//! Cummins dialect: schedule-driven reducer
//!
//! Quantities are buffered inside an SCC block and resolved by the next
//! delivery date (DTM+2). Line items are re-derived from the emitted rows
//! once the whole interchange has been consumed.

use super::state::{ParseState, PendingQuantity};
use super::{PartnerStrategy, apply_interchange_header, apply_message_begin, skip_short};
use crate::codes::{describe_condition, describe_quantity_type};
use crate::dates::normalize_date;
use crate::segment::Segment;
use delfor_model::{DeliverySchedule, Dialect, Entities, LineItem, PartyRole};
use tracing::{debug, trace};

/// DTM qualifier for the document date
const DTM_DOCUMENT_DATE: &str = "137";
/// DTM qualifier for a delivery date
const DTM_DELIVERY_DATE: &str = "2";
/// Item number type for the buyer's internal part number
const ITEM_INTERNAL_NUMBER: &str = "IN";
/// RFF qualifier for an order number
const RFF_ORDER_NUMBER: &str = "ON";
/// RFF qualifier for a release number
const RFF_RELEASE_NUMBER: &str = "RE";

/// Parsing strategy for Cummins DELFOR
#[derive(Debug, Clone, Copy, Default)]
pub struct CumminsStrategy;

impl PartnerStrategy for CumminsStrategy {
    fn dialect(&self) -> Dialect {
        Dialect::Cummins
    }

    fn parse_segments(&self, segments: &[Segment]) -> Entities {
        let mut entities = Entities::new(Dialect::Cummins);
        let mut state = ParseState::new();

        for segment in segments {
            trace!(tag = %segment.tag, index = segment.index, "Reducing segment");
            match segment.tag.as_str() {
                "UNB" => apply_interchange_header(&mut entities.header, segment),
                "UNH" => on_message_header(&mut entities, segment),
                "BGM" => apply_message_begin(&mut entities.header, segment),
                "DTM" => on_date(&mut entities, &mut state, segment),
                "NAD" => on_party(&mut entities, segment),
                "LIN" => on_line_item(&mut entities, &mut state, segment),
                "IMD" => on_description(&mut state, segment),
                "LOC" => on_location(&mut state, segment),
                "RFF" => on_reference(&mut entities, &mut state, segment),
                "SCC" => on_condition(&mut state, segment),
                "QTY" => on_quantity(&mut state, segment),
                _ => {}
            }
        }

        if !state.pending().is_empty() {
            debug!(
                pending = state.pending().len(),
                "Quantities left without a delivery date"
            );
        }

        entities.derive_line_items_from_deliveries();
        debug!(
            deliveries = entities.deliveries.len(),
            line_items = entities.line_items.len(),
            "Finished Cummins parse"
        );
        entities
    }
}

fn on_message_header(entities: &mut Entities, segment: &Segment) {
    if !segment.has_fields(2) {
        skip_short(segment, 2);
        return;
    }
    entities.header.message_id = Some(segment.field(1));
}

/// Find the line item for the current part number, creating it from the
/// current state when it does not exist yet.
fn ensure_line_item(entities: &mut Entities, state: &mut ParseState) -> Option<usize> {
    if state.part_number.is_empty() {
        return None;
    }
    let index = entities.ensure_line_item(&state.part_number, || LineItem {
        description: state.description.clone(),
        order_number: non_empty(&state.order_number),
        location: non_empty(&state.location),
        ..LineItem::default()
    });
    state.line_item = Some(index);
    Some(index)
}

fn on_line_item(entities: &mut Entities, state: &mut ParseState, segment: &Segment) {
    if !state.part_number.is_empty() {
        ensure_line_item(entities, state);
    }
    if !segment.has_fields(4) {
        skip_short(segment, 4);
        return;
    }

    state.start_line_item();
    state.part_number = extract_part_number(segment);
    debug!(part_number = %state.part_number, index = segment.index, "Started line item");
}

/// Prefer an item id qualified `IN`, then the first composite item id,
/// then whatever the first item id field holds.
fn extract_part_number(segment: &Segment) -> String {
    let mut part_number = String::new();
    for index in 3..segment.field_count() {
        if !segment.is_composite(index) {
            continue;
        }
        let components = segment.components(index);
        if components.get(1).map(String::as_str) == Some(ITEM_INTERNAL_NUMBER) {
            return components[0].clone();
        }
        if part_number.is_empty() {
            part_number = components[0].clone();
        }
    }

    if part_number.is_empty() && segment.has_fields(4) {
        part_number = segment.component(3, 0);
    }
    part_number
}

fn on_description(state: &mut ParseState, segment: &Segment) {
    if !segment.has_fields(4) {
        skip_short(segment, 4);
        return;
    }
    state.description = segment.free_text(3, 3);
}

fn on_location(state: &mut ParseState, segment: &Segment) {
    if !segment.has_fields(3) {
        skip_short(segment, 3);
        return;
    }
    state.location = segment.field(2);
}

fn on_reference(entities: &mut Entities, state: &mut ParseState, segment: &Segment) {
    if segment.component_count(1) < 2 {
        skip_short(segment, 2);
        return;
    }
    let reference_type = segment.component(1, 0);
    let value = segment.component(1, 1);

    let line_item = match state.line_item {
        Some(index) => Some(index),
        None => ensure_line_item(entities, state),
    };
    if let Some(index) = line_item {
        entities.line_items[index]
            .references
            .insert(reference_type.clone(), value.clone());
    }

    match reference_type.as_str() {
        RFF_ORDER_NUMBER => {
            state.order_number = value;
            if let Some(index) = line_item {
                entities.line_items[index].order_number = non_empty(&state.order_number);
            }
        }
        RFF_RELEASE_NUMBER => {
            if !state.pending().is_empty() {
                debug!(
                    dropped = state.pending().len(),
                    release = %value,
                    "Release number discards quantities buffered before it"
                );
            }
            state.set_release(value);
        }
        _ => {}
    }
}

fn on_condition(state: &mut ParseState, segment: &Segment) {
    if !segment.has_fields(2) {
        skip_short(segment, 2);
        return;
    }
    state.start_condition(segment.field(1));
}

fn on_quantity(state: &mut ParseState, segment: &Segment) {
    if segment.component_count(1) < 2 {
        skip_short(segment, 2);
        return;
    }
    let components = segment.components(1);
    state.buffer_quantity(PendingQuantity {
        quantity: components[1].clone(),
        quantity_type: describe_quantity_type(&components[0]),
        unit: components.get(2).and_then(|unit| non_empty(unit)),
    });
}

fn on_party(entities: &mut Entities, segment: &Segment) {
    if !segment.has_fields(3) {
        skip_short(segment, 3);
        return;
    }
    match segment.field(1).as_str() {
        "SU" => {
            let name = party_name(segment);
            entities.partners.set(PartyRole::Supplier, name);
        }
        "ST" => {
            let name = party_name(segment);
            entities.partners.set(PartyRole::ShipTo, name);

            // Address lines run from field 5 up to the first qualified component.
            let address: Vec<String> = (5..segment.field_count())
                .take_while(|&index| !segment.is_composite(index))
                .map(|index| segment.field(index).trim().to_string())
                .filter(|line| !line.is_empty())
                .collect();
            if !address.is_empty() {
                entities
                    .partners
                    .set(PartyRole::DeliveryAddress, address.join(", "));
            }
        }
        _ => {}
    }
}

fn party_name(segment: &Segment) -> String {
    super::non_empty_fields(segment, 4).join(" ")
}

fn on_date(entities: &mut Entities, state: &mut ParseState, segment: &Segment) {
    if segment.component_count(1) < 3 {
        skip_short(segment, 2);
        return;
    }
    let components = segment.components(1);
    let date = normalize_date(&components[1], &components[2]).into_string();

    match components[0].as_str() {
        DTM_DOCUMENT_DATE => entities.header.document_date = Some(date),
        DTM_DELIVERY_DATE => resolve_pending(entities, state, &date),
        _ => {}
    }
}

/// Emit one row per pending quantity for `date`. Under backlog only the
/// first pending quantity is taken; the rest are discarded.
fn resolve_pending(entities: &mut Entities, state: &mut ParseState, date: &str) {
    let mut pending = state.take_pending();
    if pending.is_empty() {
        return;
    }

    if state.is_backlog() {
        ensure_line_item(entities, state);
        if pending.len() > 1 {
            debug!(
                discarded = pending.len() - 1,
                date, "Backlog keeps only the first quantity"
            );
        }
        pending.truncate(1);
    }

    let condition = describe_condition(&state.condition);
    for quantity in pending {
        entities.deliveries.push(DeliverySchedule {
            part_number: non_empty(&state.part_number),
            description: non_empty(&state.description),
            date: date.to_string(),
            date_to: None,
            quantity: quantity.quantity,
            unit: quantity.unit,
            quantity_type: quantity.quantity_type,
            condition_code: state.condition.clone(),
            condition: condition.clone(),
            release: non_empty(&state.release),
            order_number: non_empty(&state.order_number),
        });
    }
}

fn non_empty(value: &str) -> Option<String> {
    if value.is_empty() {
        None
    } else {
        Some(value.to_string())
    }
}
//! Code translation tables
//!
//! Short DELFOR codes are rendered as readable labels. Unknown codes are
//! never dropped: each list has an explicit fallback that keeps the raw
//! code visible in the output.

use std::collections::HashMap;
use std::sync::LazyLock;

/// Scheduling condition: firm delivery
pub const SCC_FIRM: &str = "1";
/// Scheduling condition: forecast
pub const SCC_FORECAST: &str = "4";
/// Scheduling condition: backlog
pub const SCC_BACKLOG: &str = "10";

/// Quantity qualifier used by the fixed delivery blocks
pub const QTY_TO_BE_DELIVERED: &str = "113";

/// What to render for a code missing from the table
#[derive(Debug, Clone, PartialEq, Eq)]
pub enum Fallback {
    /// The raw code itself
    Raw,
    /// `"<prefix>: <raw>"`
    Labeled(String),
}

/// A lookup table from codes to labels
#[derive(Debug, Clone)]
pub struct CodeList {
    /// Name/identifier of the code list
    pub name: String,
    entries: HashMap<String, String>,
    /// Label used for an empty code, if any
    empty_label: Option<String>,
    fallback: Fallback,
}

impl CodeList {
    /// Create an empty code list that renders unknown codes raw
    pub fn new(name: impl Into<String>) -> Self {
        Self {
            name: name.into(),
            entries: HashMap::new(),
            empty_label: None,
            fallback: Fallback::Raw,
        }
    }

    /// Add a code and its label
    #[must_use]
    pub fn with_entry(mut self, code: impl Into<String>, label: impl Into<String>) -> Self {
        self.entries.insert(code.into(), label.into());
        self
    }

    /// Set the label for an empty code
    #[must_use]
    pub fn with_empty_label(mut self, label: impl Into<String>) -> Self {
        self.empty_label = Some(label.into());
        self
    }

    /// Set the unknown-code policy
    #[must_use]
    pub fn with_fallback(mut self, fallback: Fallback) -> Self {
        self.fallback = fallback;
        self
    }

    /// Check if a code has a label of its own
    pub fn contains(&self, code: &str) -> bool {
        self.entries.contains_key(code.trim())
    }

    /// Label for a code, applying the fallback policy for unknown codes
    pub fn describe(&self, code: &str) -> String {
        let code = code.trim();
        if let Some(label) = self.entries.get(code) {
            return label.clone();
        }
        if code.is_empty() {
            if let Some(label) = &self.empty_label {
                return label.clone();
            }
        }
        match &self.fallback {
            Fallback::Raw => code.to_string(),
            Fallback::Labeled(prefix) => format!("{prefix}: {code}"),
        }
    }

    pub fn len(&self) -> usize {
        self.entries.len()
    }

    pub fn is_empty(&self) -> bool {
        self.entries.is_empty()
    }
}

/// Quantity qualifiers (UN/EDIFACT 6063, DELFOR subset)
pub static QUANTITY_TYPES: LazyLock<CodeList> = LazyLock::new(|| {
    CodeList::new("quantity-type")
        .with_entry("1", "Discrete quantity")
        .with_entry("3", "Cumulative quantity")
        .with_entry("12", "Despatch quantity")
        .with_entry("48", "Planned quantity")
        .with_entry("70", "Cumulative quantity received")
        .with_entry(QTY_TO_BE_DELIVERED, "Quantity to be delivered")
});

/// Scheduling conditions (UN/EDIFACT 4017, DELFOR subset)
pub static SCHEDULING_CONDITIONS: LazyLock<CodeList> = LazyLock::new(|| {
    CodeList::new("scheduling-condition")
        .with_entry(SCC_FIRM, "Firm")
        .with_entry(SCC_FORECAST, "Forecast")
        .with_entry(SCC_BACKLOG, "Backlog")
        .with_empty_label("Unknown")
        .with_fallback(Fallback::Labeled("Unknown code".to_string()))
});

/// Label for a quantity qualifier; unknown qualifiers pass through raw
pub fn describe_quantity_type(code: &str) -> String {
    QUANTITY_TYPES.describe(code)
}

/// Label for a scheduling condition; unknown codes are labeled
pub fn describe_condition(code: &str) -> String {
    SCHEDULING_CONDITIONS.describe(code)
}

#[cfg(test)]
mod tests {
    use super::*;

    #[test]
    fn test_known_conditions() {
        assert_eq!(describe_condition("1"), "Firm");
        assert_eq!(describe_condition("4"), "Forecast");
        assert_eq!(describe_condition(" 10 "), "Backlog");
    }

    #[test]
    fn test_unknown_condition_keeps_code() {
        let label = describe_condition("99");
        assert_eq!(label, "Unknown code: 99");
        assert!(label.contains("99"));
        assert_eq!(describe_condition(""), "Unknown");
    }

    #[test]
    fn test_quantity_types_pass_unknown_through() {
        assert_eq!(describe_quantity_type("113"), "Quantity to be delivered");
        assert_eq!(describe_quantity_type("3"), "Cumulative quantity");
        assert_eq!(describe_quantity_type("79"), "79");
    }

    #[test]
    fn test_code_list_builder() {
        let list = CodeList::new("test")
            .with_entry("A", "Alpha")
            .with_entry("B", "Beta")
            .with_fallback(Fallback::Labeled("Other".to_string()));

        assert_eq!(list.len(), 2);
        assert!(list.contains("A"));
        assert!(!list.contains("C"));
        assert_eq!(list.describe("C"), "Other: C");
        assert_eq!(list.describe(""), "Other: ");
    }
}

- **WHAT YOU WILL DO**
Transcribe the listing above line for line, from the first line to the line containing "use crate::segment::Segment;", inclusive, with no other lines.

- **EXERCISE OUTPUT**
//! Cummins dialect: schedule-driven reducer
//!
//! Quantities are buffered inside an SCC block and resolved by the next
//! delivery date (DTM+2). Line items are re-derived from the emitted rows
//! once the whole interchange has been consumed.

use super::state::{ParseState, PendingQuantity};
use super::{PartnerStrategy, apply_interchange_header, apply_message_begin, skip_short};
use crate::codes::{describe_condition, describe_quantity_type};
use crate::dates::normalize_date;
use crate::segment::Segment;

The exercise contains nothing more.